The posting that caused the ban.

Date: Wed, 24 Aug 2011 14:29:05 +1000
From Wed Aug 24 14:29:05 2011
From: Russell Standish <>
Subject: Induction


Recently, I had a posting to the BoI group rejected by the group
moderator, on the grounds of it being off-topic, as it was not using
induction as defined in BoI or FoR. This was initially puzzling to me,
as I was using the term in a purely conventional way, and didn’t think
David Deutsch was using differently either. I still don’t think so
after rereading the relevant chapters of FoR and BoI, and reading some
further papers on induction on the internet.
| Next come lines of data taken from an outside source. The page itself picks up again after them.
//! Canonical notification event consumed from the bank's notification topics.
//!
//! The event is a read-only mirror of the model produced by the upstream
//! streams job. Record values are UTF-8 JSON; unknown fields are ignored so
//! the producer can evolve its schema without breaking the gateway.

use chrono::{DateTime, Utc};
use serde::{Deserialize, Serialize};
use thiserror::Error;

/// Business category of a notification.
#[derive(Debug, Clone, Copy, PartialEq, Eq, Hash, Serialize, Deserialize)]
#[serde(rename_all = "SCREAMING_SNAKE_CASE")]
pub enum NotificationType {
    FraudAlert,
    HighValueAlert,
    BalanceUpdate,
    DormancyAlert,
    DailySpendSummary,
}

/// Event severity. Absent severity never forces additional channels.
#[derive(Debug, Clone, Copy, PartialEq, Eq, Hash, Serialize, Deserialize)]
#[serde(rename_all = "SCREAMING_SNAKE_CASE")]
pub enum Severity {
    Low,
    Medium,
    High,
    Critical,
}

/// Channel hint carried on the event.
#[derive(Debug, Clone, Copy, PartialEq, Eq, Hash, Serialize, Deserialize)]
#[serde(rename_all = "SCREAMING_SNAKE_CASE")]
pub enum Channel {
    Email,
    Sms,
    Both,
}

/// Errors raised while decoding a bus record into a [`NotificationEvent`].
#[derive(Error, Debug)]
pub enum EventDecodeError {
    #[error("invalid notification JSON: {0}")]
    Json(#[from] serde_json::Error),

    #[error("notification is missing a notificationId")]
    MissingNotificationId,
}

/// A single notification event. Immutable after decode.
///
/// `customer_id`, `account_number`, the timestamps and `metadata` are opaque
/// to the gateway and passed through to the channel adapters unchanged.
#[derive(Debug, Clone, Serialize, Deserialize)]
#[serde(rename_all = "camelCase")]
pub struct NotificationEvent {
    pub notification_id: String,

    #[serde(default, skip_serializing_if = "Option::is_none")]
    pub notification_type: Option<NotificationType>,

    #[serde(default, skip_serializing_if = "Option::is_none")]
    pub severity: Option<Severity>,

    #[serde(default, skip_serializing_if = "Option::is_none")]
    pub channel: Option<Channel>,

    pub account_id: i64,

    #[serde(default, skip_serializing_if = "Option::is_none")]
    pub customer_id: Option<i64>,

    #[serde(default, skip_serializing_if = "Option::is_none")]
    pub account_number: Option<String>,

    #[serde(default)]
    pub subject: String,

    #[serde(default)]
    pub body: String,

    #[serde(default, skip_serializing_if = "Option::is_none")]
    pub event_time: Option<DateTime<Utc>>,

    #[serde(default, skip_serializing_if = "Option::is_none")]
    pub generated_at: Option<DateTime<Utc>>,

    #[serde(default, skip_serializing_if = "Option::is_none")]
    pub metadata: Option<serde_json::Value>,
}

impl NotificationEvent {
    /// Decode a raw record value.
    ///
    /// A decoded event always carries a non-empty `notification_id`; a blank
    /// or absent id is a decode failure, not a deliverable event.
    pub fn from_slice(payload: &[u8]) -> Result<Self, EventDecodeError> {
        let event: Self = serde_json::from_slice(payload)?;
        if event.notification_id.trim().is_empty() {
            return Err(EventDecodeError::MissingNotificationId);
        }
        Ok(event)
    }

    /// Re-encode the event as JSON, e.g. for test fixtures.
    pub fn to_json(&self) -> Result<String, serde_json::Error> {
        serde_json::to_string(self)
    }
}

#[cfg(test)]
mod tests {
    use super::*;

    fn sample_json() -> &'static str {
        r#"{
            "notificationId": "ntf-001",
            "notificationType": "FRAUD_ALERT",
            "severity": "CRITICAL",
            "channel": "BOTH",
            "accountId": 100001,
            "customerId": 1001,
            "accountNumber": "0123456789",
            "subject": "Suspicious transaction",
            "body": "A transaction of NGN 250,000 was flagged.",
            "eventTime": "2024-05-01T09:30:00Z",
            "generatedAt": "2024-05-01T09:30:01Z",
            "metadata": {"rule": "velocity-check"}
        }"#
    }

    #[test]
    fn decodes_full_event() {
        let event = NotificationEvent::from_slice(sample_json().as_bytes()).unwrap();
        assert_eq!(event.notification_id, "ntf-001");
        assert_eq!(event.notification_type, Some(NotificationType::FraudAlert));
        assert_eq!(event.severity, Some(Severity::Critical));
        assert_eq!(event.channel, Some(Channel::Both));
        assert_eq!(event.account_id, 100001);
        assert_eq!(event.subject, "Suspicious transaction");
    }

    #[test]
    fn ignores_unknown_fields() {
        let json = r#"{
            "notificationId": "ntf-002",
            "accountId": 42,
            "channel": "EMAIL",
            "someFutureField": {"nested": true}
        }"#;
        let event = NotificationEvent::from_slice(json.as_bytes()).unwrap();
        assert_eq!(event.notification_id, "ntf-002");
        assert_eq!(event.channel, Some(Channel::Email));
        assert!(event.severity.is_none());
    }

    #[test]
    fn missing_notification_id_is_a_decode_error() {
        let json = r#"{"accountId": 42}"#;
        let err = NotificationEvent::from_slice(json.as_bytes());
        assert!(err.is_err());

        let json = r#"{"notificationId": "  ", "accountId": 42}"#;
        let err = NotificationEvent::from_slice(json.as_bytes()).unwrap_err();
        assert!(matches!(err, EventDecodeError::MissingNotificationId));
    }

    #[test]
    fn subject_and_body_default_to_empty() {
        let json = r#"{"notificationId": "ntf-003", "accountId": 7}"#;
        let event = NotificationEvent::from_slice(json.as_bytes()).unwrap();
        assert_eq!(event.subject, "");
        assert_eq!(event.body, "");
    }

    #[test]
    fn round_trip_preserves_specified_fields() {
        let event = NotificationEvent::from_slice(sample_json().as_bytes()).unwrap();
        let encoded = event.to_json().unwrap();
        let decoded = NotificationEvent::from_slice(encoded.as_bytes()).unwrap();

        assert_eq!(decoded.notification_id, event.notification_id);
        assert_eq!(decoded.notification_type, event.notification_type);
        assert_eq!(decoded.severity, event.severity);
        assert_eq!(decoded.channel, event.channel);
        assert_eq!(decoded.account_id, event.account_id);
        assert_eq!(decoded.customer_id, event.customer_id);
        assert_eq!(decoded.account_number, event.account_number);
        assert_eq!(decoded.subject, event.subject);
        assert_eq!(decoded.body, event.body);
        assert_eq!(decoded.event_time, event.event_time);
        assert_eq!(decoded.generated_at, event.generated_at);
        assert_eq!(decoded.metadata, event.metadata);
    }

    #[test]
    fn enum_wire_names_match_the_producer() {
        assert_eq!(
            serde_json::to_string(&NotificationType::DailySpendSummary).unwrap(),
            "\"DAILY_SPEND_SUMMARY\""
        );
        assert_eq!(serde_json::to_string(&Severity::High).unwrap(), "\"HIGH\"");
        assert_eq!(serde_json::to_string(&Channel::Sms).unwrap(), "\"SMS\"");
    }
}
//! Health check HTTP server.
//!
//! Three endpoints, suitable as Kubernetes probes:
//!
//! - `GET /health`: 200 `{"status":"UP"}` while the gateway is ready,
//!   503 `{"status":"DOWN"}` otherwise.
//! - `GET /health/live`: liveness, always 200 while the process runs.
//! - `GET /health/ready`: readiness, 200 once the consumer is subscribed.

use std::net::SocketAddr;

use axum::extract::State;
use axum::http::StatusCode;
use axum::response::IntoResponse;
use axum::routing::get;
use axum::{Json, Router};
use serde_json::json;
use tokio::net::TcpListener;
use tokio_util::sync::CancellationToken;
use tracing::info;

use crate::error::{GatewayError, Result};
use crate::lifecycle::ReadinessGate;

pub fn router(gate: ReadinessGate) -> Router {
    Router::new()
        .route("/health", get(handle_health))
        .route("/health/live", get(handle_live))
        .route("/health/ready", get(handle_ready))
        .with_state(gate)
}

/// Serve the health endpoints until the shutdown token fires.
pub async fn serve_health(port: u16, gate: ReadinessGate, shutdown: CancellationToken) -> Result<()> {
    let addr = SocketAddr::from(([0, 0, 0, 0], port));
    let listener = TcpListener::bind(addr)
        .await
        .map_err(|e| GatewayError::Health(format!("failed to bind {addr}: {e}")))?;

    info!(port, "health server started");

    axum::serve(listener, router(gate))
        .with_graceful_shutdown(async move { shutdown.cancelled().await })
        .await
        .map_err(|e| GatewayError::Health(e.to_string()))?;

    info!("health server stopped");
    Ok(())
}

async fn handle_health(State(gate): State<ReadinessGate>) -> impl IntoResponse {
    if gate.is_ready() {
        (StatusCode::OK, Json(json!({"status": "UP"})))
    } else {
        (StatusCode::SERVICE_UNAVAILABLE, Json(json!({"status": "DOWN"})))
    }
}

async fn handle_live() -> impl IntoResponse {
    (StatusCode::OK, Json(json!({"status": "ALIVE"})))
}

async fn handle_ready(State(gate): State<ReadinessGate>) -> impl IntoResponse {
    if gate.is_ready() {
        (StatusCode::OK, Json(json!({"status": "READY"})))
    } else {
        (
            StatusCode::SERVICE_UNAVAILABLE,
            Json(json!({"status": "NOT_READY"})),
        )
    }
}
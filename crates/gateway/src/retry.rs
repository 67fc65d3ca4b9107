//! Retry executor with exponential back-off and jitter.
//!
//! A [`DeliveryResult`] with `Failure` status is treated as a retryable
//! error. A `Skipped` result (e.g. no email on record) is a permanent
//! condition and is not retried. An `Err` from the operation is normalised
//! into a `Failure` result and may be retried; the executor itself never
//! returns an error.
//!
//! Back-off formula:
//!
//! ```text
//! delay(attempt) = min(initial_delay * factor^(attempt - 1) + jitter, max_delay)
//! jitter         = random(0, initial_delay)     // re-sampled per attempt
//! ```

use std::future::Future;
use std::time::Duration;

use notification_gateway_config::RetryConfig;
use notification_gateway_types::{DeliveryResult, DeliveryStatus};
use rand::Rng;
use tokio_util::sync::CancellationToken;
use tracing::{error, info, warn};

/// Back-off parameters, validated at config load.
#[derive(Debug, Clone)]
pub struct RetryPolicy {
    pub max_attempts: u32,
    pub initial_delay_ms: u64,
    pub backoff_factor: f64,
    pub max_delay_ms: u64,
}

impl RetryPolicy {
    /// Compute the delay after a failed attempt (1-indexed).
    fn backoff_delay(&self, attempt: u32) -> Duration {
        let exponent = attempt.saturating_sub(1).min(63);
        let base = self.initial_delay_ms as f64 * self.backoff_factor.powi(exponent as i32);
        let base = if base.is_finite() && base >= 0.0 {
            base as u64
        } else {
            self.max_delay_ms
        };

        let jitter = if self.initial_delay_ms > 0 {
            rand::rng().random_range(0..self.initial_delay_ms)
        } else {
            0
        };

        Duration::from_millis(base.saturating_add(jitter).min(self.max_delay_ms))
    }
}

impl From<&RetryConfig> for RetryPolicy {
    fn from(config: &RetryConfig) -> Self {
        Self {
            max_attempts: config.max_attempts,
            initial_delay_ms: config.initial_delay_ms,
            backoff_factor: config.backoff_factor,
            max_delay_ms: config.max_delay_ms,
        }
    }
}

/// Executes a dispatch operation with bounded retries.
///
/// The inter-attempt sleep selects against the shutdown token so the
/// consumer worker unblocks promptly on drain; on cancellation the last
/// observed failure is returned without further attempts.
#[derive(Clone)]
pub struct RetryExecutor {
    policy: RetryPolicy,
    shutdown: CancellationToken,
}

impl RetryExecutor {
    pub fn new(policy: RetryPolicy, shutdown: CancellationToken) -> Self {
        Self { policy, shutdown }
    }

    /// Execute `operation` with automatic retry on `Failure`.
    ///
    /// `description` has the form `"provider/CHANNEL notification_id=…"` and
    /// is used both for log lines and to attribute synthesised failure
    /// results when the operation returns an error.
    pub async fn execute<F, Fut>(&self, mut operation: F, description: &str) -> DeliveryResult
    where
        F: FnMut() -> Fut,
        Fut: Future<Output = anyhow::Result<DeliveryResult>>,
    {
        let max = self.policy.max_attempts;
        let mut last_result: Option<DeliveryResult> = None;
        let mut interrupted = false;

        for attempt in 1..=max {
            match operation().await {
                Ok(result) => {
                    if result.is_success() {
                        if attempt > 1 {
                            info!(attempt, max, description, "retry succeeded");
                        }
                        return result;
                    }

                    // Skipped is permanent, retrying cannot change it
                    if result.status == DeliveryStatus::Skipped {
                        return result;
                    }

                    warn!(
                        attempt,
                        max,
                        description,
                        error = result.error_message.as_deref().unwrap_or(""),
                        "delivery failed"
                    );
                    last_result = Some(result);
                }
                Err(e) => {
                    error!(attempt, max, description, error = %e, "unexpected error during delivery");
                    let (provider, channel) = split_description(description);
                    last_result = Some(DeliveryResult::failure(
                        provider,
                        channel,
                        format!("Exception: {e}"),
                        0,
                    ));
                }
            }

            if attempt < max {
                let delay = self.policy.backoff_delay(attempt);
                tokio::select! {
                    _ = self.shutdown.cancelled() => {
                        warn!(description, "retry back-off interrupted by shutdown");
                        interrupted = true;
                        break;
                    }
                    _ = tokio::time::sleep(delay) => {}
                }
            }
        }

        if !interrupted {
            error!(max, description, "all retry attempts exhausted");
        }

        last_result.unwrap_or_else(|| {
            let (provider, channel) = split_description(description);
            DeliveryResult::failure(provider, channel, "retry loop exited without result", 0)
        })
    }
}

/// Parse `"provider/CHANNEL …"` back into its parts for synthesised results.
fn split_description(description: &str) -> (String, String) {
    let Some((provider, rest)) = description.split_once('/') else {
        return ("unknown".to_string(), "unknown".to_string());
    };
    let channel = rest.split_whitespace().next().unwrap_or("unknown");
    if provider.is_empty() {
        return ("unknown".to_string(), channel.to_string());
    }
    (provider.to_string(), channel.to_string())
}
However, having looked into this now, it has given me a better understanding of some of the postings I received earlier this
year. I’ll highlight one of the the most peculiar: A claim that by
Elliot Temple in this list on March 26th this year that Popper had a
detailed refutation of Solomonoff’s algorithmic information theory
(AIT) in his work “Logic of Scientific Discovery”, which was published
in 1959, a full decade before AIT was fully developed. Furthermore,
that book is a rework of a book originally published in German in
1934. How much does this criticism reflect what was known about
induction in the 1950s – or does it really just represent criticism of
what was known in the 1930s. In either case, the criticism would have
to be out of date.

The point is induction does work. It works in machines. It is the primary mode of learning in non-human animals, and most likely was the
primary mode of learning with humans until the scientific
revolution. David’s point can be made succinctly: the scientific
method of conjecture and refutation is simply better than
induction. It is a pity that he chose a fairly simplistic
characterisation of induction to contrast with C&R, but no matter –
IMHO, it is not essential to David’s arguments.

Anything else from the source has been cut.